**Problem statement:** Word for word, please restate the lines from the beginning of the data through the line in which "-> Result<Project, EngineError>" appears.

[Start of section]

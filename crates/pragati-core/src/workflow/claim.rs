//! Contractor self-assignment: claim an unassigned, ongoing project.
//!
//! The precondition is re-checked by the store at commit time, not just when
//! the available list was rendered, so two contractors racing for the same
//! project resolve to one winner and one typed conflict.

use chrono::{DateTime, Utc};
use tracing::{info, warn};

use crate::error::EngineError;
use crate::model::{Profile, Project, ProjectId, Role};
use crate::store::{EntityStore, StoreError};

/// Claim `id` for the acting contractor. Not reversible by the contractor;
/// unassignment is an official action outside this engine.
pub fn claim_project<S: EntityStore>(
    store: &mut S,
    actor: &Profile,
    id: &ProjectId,
    now: DateTime<Utc>,
) -> Result<Project, EngineError> {
    if actor.role != Role::Contractor {
        return Err(EngineError::authorization(format!(
            "role {} cannot claim projects",
            actor.role
        )));
    }

    match store.claim_project(id, &actor.id, now) {
        Ok(project) => {
            info!(project = %project.id, contractor = %actor.id, "project claimed");
            Ok(project)
        }
        Err(StoreError::Conflict { actual, .. }) => {
            warn!(project = %id, contractor = %actor.id, %actual, "claim lost");
            Err(EngineError::conflict(format!(
                "project '{id}' is not open for assignment ({actual})"
            )))
        }
        Err(other) => Err(other.into()),
    }
}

[End of section]

**Answer for this exercise:**
filename crates/pragati-core/src/workflow/claim.rs
//! Contractor self-assignment: claim an unassigned, ongoing project.
//!
//! The precondition is re-checked by the store at commit time, not just when
//! the available list was rendered, so two contractors racing for the same
//! project resolve to one winner and one typed conflict.

use chrono::{DateTime, Utc};
use tracing::{info, warn};

use crate::error::EngineError;
use crate::model::{Profile, Project, ProjectId, Role};
use crate::store::{EntityStore, StoreError};

/// Claim `id` for the acting contractor. Not reversible by the contractor;
/// unassignment is an official action outside this engine.
pub fn claim_project<S: EntityStore>(
    store: &mut S,
    actor: &Profile,
    id: &ProjectId,
    now: DateTime<Utc>,
) -> Result<Project, EngineError> {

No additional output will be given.